Search the records for the string "elapsed" and report how many lines contain it, with nothing else.

________

//! Scene light used by ray tracer shading.

use glam::Vec3;
use pixlab_math::orbit_direction;
use serde::{Deserialize, Serialize};

/// A directional or point light with an ambient term.
#[derive(Debug, Clone, Copy, PartialEq, Serialize, Deserialize)]
#[serde(default)]
pub struct Light {
    pub ambient_intensity: f32,
    pub ambient_color: Vec3,
    pub diffuse_intensity: f32,
    pub diffuse_color: Vec3,
    pub specular_color: Vec3,
    /// Direction towards the light, for directional lights
    pub direction: Vec3,
    pub auto_orbit: bool,
    pub orbit_axis: Vec3,
    /// Treat as a point light at `position`
    pub point: bool,
    pub position: Vec3,
    pub intensity: f32,
    pub radius: f32,
}

impl Default for Light {
    fn default() -> Self {
        Self {
            ambient_intensity: 0.05,
            ambient_color: Vec3::ONE,
            diffuse_intensity: 1.0,
            diffuse_color: Vec3::ONE,
            specular_color: Vec3::ONE,
            direction: Vec3::Y,
            auto_orbit: false,
            orbit_axis: Vec3::Y,
            point: false,
            position: Vec3::ZERO,
            intensity: 10.0,
            radius: 2.0,
        }
    }
}

impl Light {
    /// Swing the direction around the orbit axis when auto-orbit is on.
    ///
    /// `time` is the elapsed time since start, used directly as the angle in radians.
    pub fn orbit(&mut self, time: f32) {
        if !self.auto_orbit {
            return;
        }

        if let Some(direction) = orbit_direction(self.orbit_axis, time) {
            self.direction = direction;
        }
    }

    /// Normalized direction from `hit` towards the light and its attenuation.
    pub fn direction_to(&self, hit: Vec3) -> (Vec3, f32) {
        if !self.point {
            return (self.direction.normalize_or_zero(), 1.0);
        }

        let offset = self.position - hit;
        let distance = offset.length();
        let attenuation = if self.radius > 0.0 {
            self.intensity / (1.0 + (distance / self.radius).powi(2))
        } else {
            0.0
        };

        (offset.normalize_or_zero(), attenuation)
    }
}

#[cfg(test)]
mod tests {
    use super::*;

    #[test]
    fn test_directional_light() {
        let light = Light {
            direction: Vec3::new(0.0, 2.0, 0.0),
            ..Default::default()
        };
        let (l, attenuation) = light.direction_to(Vec3::new(5.0, 1.0, 3.0));
        assert!((l - Vec3::Y).length() < 1e-6);
        assert_eq!(attenuation, 1.0);
    }

    #[test]
    fn test_point_light_attenuation() {
        let light = Light {
            point: true,
            position: Vec3::new(0.0, 4.0, 0.0),
            ..Default::default()
        };
        let (l, attenuation) = light.direction_to(Vec3::ZERO);
        assert!((l - Vec3::Y).length() < 1e-6);
        // 10 / (1 + (4/2)^2)
        assert!((attenuation - 2.0).abs() < 1e-5);
    }

    #[test]
    fn test_orbit_only_when_enabled() {
        let mut light = Light::default();
        light.orbit(1.0);
        assert_eq!(light.direction, Vec3::Y);

        light.auto_orbit = true;
        light.orbit(0.0);
        assert!((light.direction - Vec3::NEG_Z).length() < 1e-6);

        light.orbit_axis = Vec3::ZERO;
        light.orbit(1.0);
        assert!((light.direction - Vec3::NEG_Z).length() < 1e-6);
    }
}
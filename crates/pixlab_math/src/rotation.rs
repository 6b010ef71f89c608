// Rotation helpers shared by ray-traced planes and the orbiting light.

use glam::{EulerRot, Mat4, Quat, Vec3};

/// Direction a light orbits away from when its axis allows it.
const ORBIT_REFERENCE: Vec3 = Vec3::NEG_Z;

/// Replacement reference when the axis is close to [`ORBIT_REFERENCE`].
const ORBIT_FALLBACK: Vec3 = Vec3::X;

/// Build a rotation matrix from Euler angles in degrees.
///
/// X is applied first, then Y, then Z (`Rz * Ry * Rx`).
pub fn euler_rotation(degrees: Vec3) -> Mat4 {
    Mat4::from_rotation_z(degrees.z.to_radians())
        * Mat4::from_rotation_y(degrees.y.to_radians())
        * Mat4::from_rotation_x(degrees.x.to_radians())
}

/// Euler angles (degrees, same order as [`euler_rotation`]) that rotate +Y onto `normal`.
///
/// A zero-length normal yields no rotation.
pub fn euler_degrees_from_normal(normal: Vec3) -> Vec3 {
    let normal = normal.normalize_or_zero();
    if normal == Vec3::ZERO {
        return Vec3::ZERO;
    }

    let rotation = Quat::from_rotation_arc(Vec3::Y, normal);
    let (z, y, x) = rotation.to_euler(EulerRot::ZYX);
    Vec3::new(x.to_degrees(), y.to_degrees(), z.to_degrees())
}

/// Rotate the orbit reference direction around `axis` by `angle` radians.
///
/// The reference is swapped for a perpendicular one when it is nearly
/// parallel to the axis, so the orbit never collapses to a point.
/// Returns `None` for a zero-length axis.
pub fn orbit_direction(axis: Vec3, angle: f32) -> Option<Vec3> {
    let axis = axis.normalize_or_zero();
    if axis == Vec3::ZERO {
        return None;
    }

    let reference = if ORBIT_REFERENCE.dot(axis).abs() > 0.99 {
        ORBIT_FALLBACK
    } else {
        ORBIT_REFERENCE
    };

    Some(Quat::from_axis_angle(axis, angle) * reference)
}

#[cfg(test)]
mod tests {
    use super::*;

    fn assert_vec_close(a: Vec3, b: Vec3) {
        assert!((a - b).length() < 1e-4, "{a:?} != {b:?}");
    }

    #[test]
    fn test_euler_rotation_identity() {
        let m = euler_rotation(Vec3::ZERO);
        assert_vec_close(m.transform_vector3(Vec3::Y), Vec3::Y);
    }

    #[test]
    fn test_euler_rotation_applies_x_before_z() {
        // X by 90 takes +Y to +Z, then Z by 90 leaves +Z alone.
        let m = euler_rotation(Vec3::new(90.0, 0.0, 90.0));
        assert_vec_close(m.transform_vector3(Vec3::Y), Vec3::Z);

        // Z by 90 alone takes +Y to -X.
        let m = euler_rotation(Vec3::new(0.0, 0.0, 90.0));
        assert_vec_close(m.transform_vector3(Vec3::Y), Vec3::NEG_X);
    }

    #[test]
    fn test_normal_round_trip() {
        let normals = [
            Vec3::Y,
            Vec3::NEG_Y,
            Vec3::X,
            Vec3::NEG_X,
            Vec3::Z,
            Vec3::NEG_Z,
            Vec3::new(1.0, 1.0, 0.0).normalize(),
            Vec3::new(-0.3, 0.5, 0.8).normalize(),
        ];

        for normal in normals {
            let angles = euler_degrees_from_normal(normal);
            let rotated = euler_rotation(angles).transform_vector3(Vec3::Y);
            assert_vec_close(rotated, normal);
        }
    }

    #[test]
    fn test_zero_normal_has_no_rotation() {
        assert_eq!(euler_degrees_from_normal(Vec3::ZERO), Vec3::ZERO);
    }

    #[test]
    fn test_orbit_direction_at_zero_angle() {
        let direction = orbit_direction(Vec3::Y, 0.0).unwrap();
        assert_vec_close(direction, Vec3::NEG_Z);
    }

    #[test]
    fn test_orbit_direction_quarter_turn() {
        // Rotating -Z by +90 degrees about +Y gives -X.
        let direction = orbit_direction(Vec3::Y, std::f32::consts::FRAC_PI_2).unwrap();
        assert_vec_close(direction, Vec3::NEG_X);
    }

    #[test]
    fn test_orbit_direction_swaps_parallel_reference() {
        let direction = orbit_direction(Vec3::Z, 0.0).unwrap();
        assert_vec_close(direction, Vec3::X);
    }

    #[test]
    fn test_orbit_direction_zero_axis() {
        assert!(orbit_direction(Vec3::ZERO, 1.0).is_none());
    }
}
//! Headless pixlab viewer: render a lab for a number of frames and save the result.

mod cli;
mod export;
mod lab;

use std::time::Instant;

use anyhow::{Context, Result};
use clap::Parser;
use log::{debug, info, LevelFilter};
use pixlab_core::{PixelBuffer, SceneFile};
use pixlab_math::Camera;
use pixlab_renderer::{FrameTime, RasterSettings, RayTracer, TraceConfig};
use rand::rngs::StdRng;
use rand::SeedableRng;

use crate::cli::Args;
use crate::lab::{preset_scene, LabRunner};

fn init_logger(level: LevelFilter) {
    env_logger::Builder::from_default_env()
        .filter_level(level)
        .init();
}

fn main() -> Result<()> {
    let args = Args::parse();
    init_logger(args.log_level.into());

    info!(
        "Starting pixlab viewer: {:?} lab at {}x{}",
        args.lab, args.width, args.height
    );

    let mut buffer = PixelBuffer::new(args.width, args.height, args.stride)
        .context("Failed to allocate pixel buffer")?;

    let (scene, camera) = match &args.scene {
        Some(path) => {
            let file = SceneFile::load(path)
                .with_context(|| format!("Failed to load scene {}", path.display()))?;
            (file.to_scene(), file.camera)
        }
        None => {
            let mut rng = StdRng::seed_from_u64(args.seed);
            (preset_scene(args.lab, &mut rng), Camera::default())
        }
    };

    let mut runner = LabRunner {
        lab: args.lab,
        scene,
        tracer: RayTracer::new(
            camera,
            TraceConfig {
                color_mode: args.color_mode.into(),
                parallel: !args.sequential,
            },
        ),
        raster: RasterSettings {
            line_mode: args.line_mode.into(),
            triangle_mode: args.triangle_mode.into(),
            ..Default::default()
        },
    };

    let start = Instant::now();
    let mut elapsed = 0.0;
    for frame in 0..args.frames {
        let frame_start = Instant::now();
        runner.render(&mut buffer, FrameTime::new(args.delta_time, elapsed));
        elapsed += args.delta_time;
        debug!("Frame {} rendered in {:.2?}", frame, frame_start.elapsed());
    }
    info!(
        "Rendered {} frame(s) in {:.2?}",
        args.frames,
        start.elapsed()
    );

    export::save_png(&buffer, &args.output)?;
    info!("Saved {}", args.output.display());

    Ok(())
}
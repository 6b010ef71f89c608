//! Scene data for the pixlab raster and ray tracing labs.
//!
//! Holds the pixel buffer both renderers write into, the primitives they
//! consume, and the scene container that owns them.

pub mod arena;
pub mod light;
pub mod pixel_buffer;
pub mod presets;
pub mod primitives;
pub mod ray_object;
pub mod scene;
pub mod scene_file;

pub use arena::{Arena, Handle};
pub use light::Light;
pub use pixel_buffer::{PixelBuffer, PixelBufferError, PixelBufferResult, DEPTH_CHANNEL};
pub use primitives::{
    Circle, Icosphere, Line, PlanarTransform, RotationAxis, TransformIcosphere,
    TransformTriangle, Triangle, Vertex,
};
pub use ray_object::{Material, ObjectTransform, RayShape, RaySceneObject};
pub use scene::Scene;
pub use scene_file::{RayObjectDesc, RayObjectShape, SceneFile, SceneFileError, SceneFileResult};
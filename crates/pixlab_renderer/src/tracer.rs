//! Full-frame ray tracing into a [`PixelBuffer`].
//!
//! Rows are independent slices of the buffer, so the parallel path hands
//! each row to rayon and the join at the end of `for_each` is the frame
//! barrier.

use log::debug;
use pixlab_core::{PixelBuffer, Scene};
use pixlab_math::Camera;
use rayon::prelude::*;
use serde::{Deserialize, Serialize};

use crate::hit::trace_scene;
use crate::shading::{shade, ColorMode};
use crate::FrameTime;

/// Ray tracer configuration.
#[derive(Debug, Clone, Copy, PartialEq, Serialize, Deserialize)]
#[serde(default)]
pub struct TraceConfig {
    pub color_mode: ColorMode,
    /// Trace rows on the rayon pool instead of the calling thread
    pub parallel: bool,
}

impl Default for TraceConfig {
    fn default() -> Self {
        Self {
            color_mode: ColorMode::Default,
            parallel: true,
        }
    }
}

/// Camera plus configuration; the scene is passed in per frame.
#[derive(Debug, Clone, Default)]
pub struct RayTracer {
    pub camera: Camera,
    pub config: TraceConfig,
}

impl RayTracer {
    pub fn new(camera: Camera, config: TraceConfig) -> Self {
        Self { camera, config }
    }

    /// Per-frame updates that must happen before any ray is cast.
    ///
    /// Rebuilds the camera matrices for the buffer size, orbits the light
    /// and refreshes stale plane rotations.
    pub fn prepare(&mut self, scene: &mut Scene, width: u32, height: u32, time: FrameTime) {
        self.camera.update(width as f32, height as f32);
        scene.light.orbit(time.time_since_start);
        scene.refresh_plane_rotations();
    }

    /// Trace every pixel of `buffer` against a prepared scene.
    ///
    /// Writes up to four channels per pixel (RGB and an opaque alpha).
    pub fn trace(&self, scene: &Scene, buffer: &mut PixelBuffer) {
        let width = buffer.width();
        let height = buffer.height();
        let row_len = buffer.row_len();
        let stride = buffer.stride();
        if row_len == 0 || height == 0 {
            return;
        }

        let trace_row = |(y, row): (usize, &mut [f32])| {
            for (x, pixel) in row.chunks_exact_mut(stride).enumerate() {
                let ray = self.camera.pixel_ray(x as u32, y as u32, width, height);
                let rec = trace_scene(&ray, scene);
                let material = rec
                    .object
                    .and_then(|handle| scene.ray_object(handle))
                    .map(|object| &object.material);

                let color = shade(&ray, &rec, material, &scene.light, self.config.color_mode);
                let channels = color.to_array();
                let count = stride.min(channels.len());
                pixel[..count].copy_from_slice(&channels[..count]);
            }
        };

        if self.config.parallel {
            buffer
                .as_mut_slice()
                .par_chunks_mut(row_len)
                .enumerate()
                .for_each(trace_row);
        } else {
            buffer
                .as_mut_slice()
                .chunks_mut(row_len)
                .enumerate()
                .for_each(trace_row);
        }

        debug!(
            "Traced {}x{} pixels against {} object(s)",
            width,
            height,
            scene.ray_objects.len()
        );
    }

    /// [`Self::prepare`] then [`Self::trace`].
    pub fn render_frame(&mut self, scene: &mut Scene, buffer: &mut PixelBuffer, time: FrameTime) {
        self.prepare(scene, buffer.width(), buffer.height(), time);
        self.trace(scene, buffer);
    }
}

#[cfg(test)]
mod tests {
    use super::*;
    use glam::Vec3;
    use pixlab_core::presets;

    fn room() -> (RayTracer, Scene) {
        let mut scene = Scene::new();
        presets::ray_tracer_room(&mut scene);
        let camera = Camera::new(Vec3::new(0.0, 0.0, 1.9), Vec3::new(0.0, -0.5, 0.0));
        (RayTracer::new(camera, TraceConfig::default()), scene)
    }

    #[test]
    fn test_parallel_and_sequential_match() {
        let (mut parallel, mut scene) = room();
        let mut sequential = parallel.clone();
        sequential.config.parallel = false;

        let mut a = PixelBuffer::rgba(48, 32).unwrap();
        let mut b = PixelBuffer::rgba(48, 32).unwrap();
        parallel.render_frame(&mut scene, &mut a, FrameTime::default());
        sequential.render_frame(&mut scene, &mut b, FrameTime::default());

        assert_eq!(a.as_bytes(), b.as_bytes());
    }

    #[test]
    fn test_repeat_frames_are_identical() {
        let (mut tracer, mut scene) = room();
        let mut a = PixelBuffer::rgba(32, 32).unwrap();
        let mut b = PixelBuffer::rgba(32, 32).unwrap();

        tracer.render_frame(&mut scene, &mut a, FrameTime::default());
        tracer.render_frame(&mut scene, &mut b, FrameTime::default());
        assert_eq!(a.as_bytes(), b.as_bytes());
    }

    #[test]
    fn test_closed_room_has_no_misses() {
        let (mut tracer, mut scene) = room();
        tracer.config.color_mode = ColorMode::Normal;
        let mut buffer = PixelBuffer::rgba(16, 16).unwrap();
        tracer.render_frame(&mut scene, &mut buffer, FrameTime::default());

        // Normal-mode colors never go negative; miss colors (ray directions) would.
        assert!(buffer
            .as_slice()
            .chunks_exact(4)
            .all(|p| p[..3].iter().all(|c| (-1e-4..=1.0 + 1e-4).contains(c)) && p[3] == 1.0));
    }

    #[test]
    fn test_empty_scene_writes_directions() {
        let mut scene = Scene::new();
        let mut tracer = RayTracer::default();
        let mut buffer = PixelBuffer::rgba(9, 9).unwrap();
        tracer.render_frame(&mut scene, &mut buffer, FrameTime::default());

        // Center pixel looks straight down -Z
        let center = buffer.read(4, 4).unwrap();
        assert!(center[0].abs() < 1e-4 && center[1].abs() < 1e-4);
        assert!((center[2] + 1.0).abs() < 1e-4);
        assert_eq!(center[3], 1.0);
    }

    #[test]
    fn test_rgb_buffer_gets_three_channels() {
        let (mut tracer, mut scene) = room();
        let mut buffer = PixelBuffer::new(8, 8, 3).unwrap();
        tracer.render_frame(&mut scene, &mut buffer, FrameTime::default());
        assert!(buffer.as_slice().iter().any(|c| *c > 0.0));
    }

    #[test]
    fn test_prepare_orbits_light_and_refreshes_planes() {
        let (mut tracer, mut scene) = room();
        scene.light.auto_orbit = true;
        let time = FrameTime::new(0.016, std::f32::consts::FRAC_PI_2);
        tracer.prepare(&mut scene, 8, 8, time);

        assert!(scene.ray_objects.values().all(|obj| !obj.is_changed()));
        // Quarter turn of -Z around +Y lands on -X
        assert!((scene.light.direction - Vec3::NEG_X).length() < 1e-4);
    }
}
//! Generational arena used by the scene for stable object handles.
//!
//! Removing an entry tombstones its slot and bumps the slot's generation,
//! so handles taken before the removal stop resolving instead of aliasing
//! whatever is inserted into the slot later.

use std::fmt;
use std::hash::{Hash, Hasher};
use std::marker::PhantomData;

/// Opaque reference to an entry of an [`Arena<T>`].
pub struct Handle<T> {
    index: u32,
    generation: u32,
    _marker: PhantomData<fn() -> T>,
}

impl<T> Handle<T> {
    fn new(index: u32, generation: u32) -> Self {
        Self {
            index,
            generation,
            _marker: PhantomData,
        }
    }

    /// Slot index of this handle.
    pub fn index(&self) -> usize {
        self.index as usize
    }

    pub fn generation(&self) -> u32 {
        self.generation
    }
}

// Manual impls so `T` itself needs none of these traits.
impl<T> Clone for Handle<T> {
    fn clone(&self) -> Self {
        *self
    }
}

impl<T> Copy for Handle<T> {}

impl<T> PartialEq for Handle<T> {
    fn eq(&self, other: &Self) -> bool {
        self.index == other.index && self.generation == other.generation
    }
}

impl<T> Eq for Handle<T> {}

impl<T> Hash for Handle<T> {
    fn hash<H: Hasher>(&self, state: &mut H) {
        self.index.hash(state);
        self.generation.hash(state);
    }
}

impl<T> fmt::Debug for Handle<T> {
    fn fmt(&self, f: &mut fmt::Formatter<'_>) -> fmt::Result {
        write!(f, "Handle({}v{})", self.index, self.generation)
    }
}

#[derive(Debug, Clone)]
struct Slot<T> {
    generation: u32,
    value: Option<T>,
}

/// Slot storage with generation-checked handles.
///
/// Iteration follows slot order. Insertion reuses the lowest vacant slot,
/// otherwise appends.
#[derive(Debug, Clone)]
pub struct Arena<T> {
    slots: Vec<Slot<T>>,
    len: usize,
}

impl<T> Default for Arena<T> {
    fn default() -> Self {
        Self::new()
    }
}

impl<T> Arena<T> {
    /// Create an empty arena.
    pub fn new() -> Self {
        Self {
            slots: Vec::new(),
            len: 0,
        }
    }

    /// Insert a value and return its handle.
    pub fn insert(&mut self, value: T) -> Handle<T> {
        self.len += 1;

        if let Some(index) = self.slots.iter().position(|slot| slot.value.is_none()) {
            let slot = &mut self.slots[index];
            slot.value = Some(value);
            return Handle::new(index as u32, slot.generation);
        }

        self.slots.push(Slot {
            generation: 0,
            value: Some(value),
        });
        Handle::new((self.slots.len() - 1) as u32, 0)
    }

    /// Remove the value behind `handle`, if it is still live.
    pub fn remove(&mut self, handle: Handle<T>) -> Option<T> {
        let slot = self.slots.get_mut(handle.index())?;
        if slot.generation != handle.generation {
            return None;
        }

        let value = slot.value.take()?;
        slot.generation = slot.generation.wrapping_add(1);
        self.len -= 1;
        Some(value)
    }

    pub fn get(&self, handle: Handle<T>) -> Option<&T> {
        self.slots
            .get(handle.index())
            .filter(|slot| slot.generation == handle.generation)
            .and_then(|slot| slot.value.as_ref())
    }

    pub fn get_mut(&mut self, handle: Handle<T>) -> Option<&mut T> {
        self.slots
            .get_mut(handle.index())
            .filter(|slot| slot.generation == handle.generation)
            .and_then(|slot| slot.value.as_mut())
    }

    pub fn contains(&self, handle: Handle<T>) -> bool {
        self.get(handle).is_some()
    }

    /// Number of live entries.
    pub fn len(&self) -> usize {
        self.len
    }

    pub fn is_empty(&self) -> bool {
        self.len == 0
    }

    /// Remove every entry, invalidating all outstanding handles.
    pub fn clear(&mut self) {
        for slot in &mut self.slots {
            if slot.value.take().is_some() {
                slot.generation = slot.generation.wrapping_add(1);
            }
        }
        self.len = 0;
    }

    /// Iterate live entries with their handles.
    pub fn iter(&self) -> impl Iterator<Item = (Handle<T>, &T)> {
        self.slots.iter().enumerate().filter_map(|(index, slot)| {
            slot.value
                .as_ref()
                .map(|value| (Handle::new(index as u32, slot.generation), value))
        })
    }

    /// Iterate live entries mutably with their handles.
    pub fn iter_mut(&mut self) -> impl Iterator<Item = (Handle<T>, &mut T)> {
        self.slots.iter_mut().enumerate().filter_map(|(index, slot)| {
            let generation = slot.generation;
            slot.value
                .as_mut()
                .map(|value| (Handle::new(index as u32, generation), value))
        })
    }

    /// Iterate live values only.
    pub fn values(&self) -> impl Iterator<Item = &T> {
        self.slots.iter().filter_map(|slot| slot.value.as_ref())
    }

    pub fn values_mut(&mut self) -> impl Iterator<Item = &mut T> {
        self.slots.iter_mut().filter_map(|slot| slot.value.as_mut())
    }
}

impl<T> FromIterator<T> for Arena<T> {
    fn from_iter<I: IntoIterator<Item = T>>(iter: I) -> Self {
        let mut arena = Arena::new();
        for value in iter {
            arena.insert(value);
        }
        arena
    }
}

#[cfg(test)]
mod tests {
    use super::*;

    #[test]
    fn test_insert_and_get() {
        let mut arena = Arena::new();
        let a = arena.insert("a");
        let b = arena.insert("b");

        assert_eq!(arena.len(), 2);
        assert_eq!(arena.get(a), Some(&"a"));
        assert_eq!(arena.get(b), Some(&"b"));
    }

    #[test]
    fn test_stale_handle_after_remove() {
        let mut arena = Arena::new();
        let a = arena.insert(1);
        assert_eq!(arena.remove(a), Some(1));
        assert_eq!(arena.remove(a), None);

        // The slot is reused, but the old handle does not alias the new value
        let b = arena.insert(2);
        assert_eq!(a.index(), b.index());
        assert_ne!(a, b);
        assert_eq!(arena.get(a), None);
        assert_eq!(arena.get(b), Some(&2));
    }

    #[test]
    fn test_iteration_is_slot_ordered() {
        let mut arena: Arena<i32> = (0..4).collect();
        let handles: Vec<_> = arena.iter().map(|(h, _)| h).collect();
        arena.remove(handles[1]);

        let values: Vec<_> = arena.values().copied().collect();
        assert_eq!(values, vec![0, 2, 3]);

        arena.insert(9);
        let values: Vec<_> = arena.values().copied().collect();
        assert_eq!(values, vec![0, 9, 2, 3]);
    }

    #[test]
    fn test_clear_invalidates_handles() {
        let mut arena = Arena::new();
        let a = arena.insert(5);
        arena.clear();

        assert!(arena.is_empty());
        assert!(!arena.contains(a));

        let b = arena.insert(6);
        assert_eq!(arena.get(a), None);
        assert_eq!(arena.get(b), Some(&6));
    }

    #[test]
    fn test_iter_mut_edits_in_place() {
        let mut arena: Arena<i32> = (1..=3).collect();
        for (_, value) in arena.iter_mut() {
            *value *= 10;
        }
        let values: Vec<_> = arena.values().copied().collect();
        assert_eq!(values, vec![10, 20, 30]);
    }
}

________

-- Response area --
6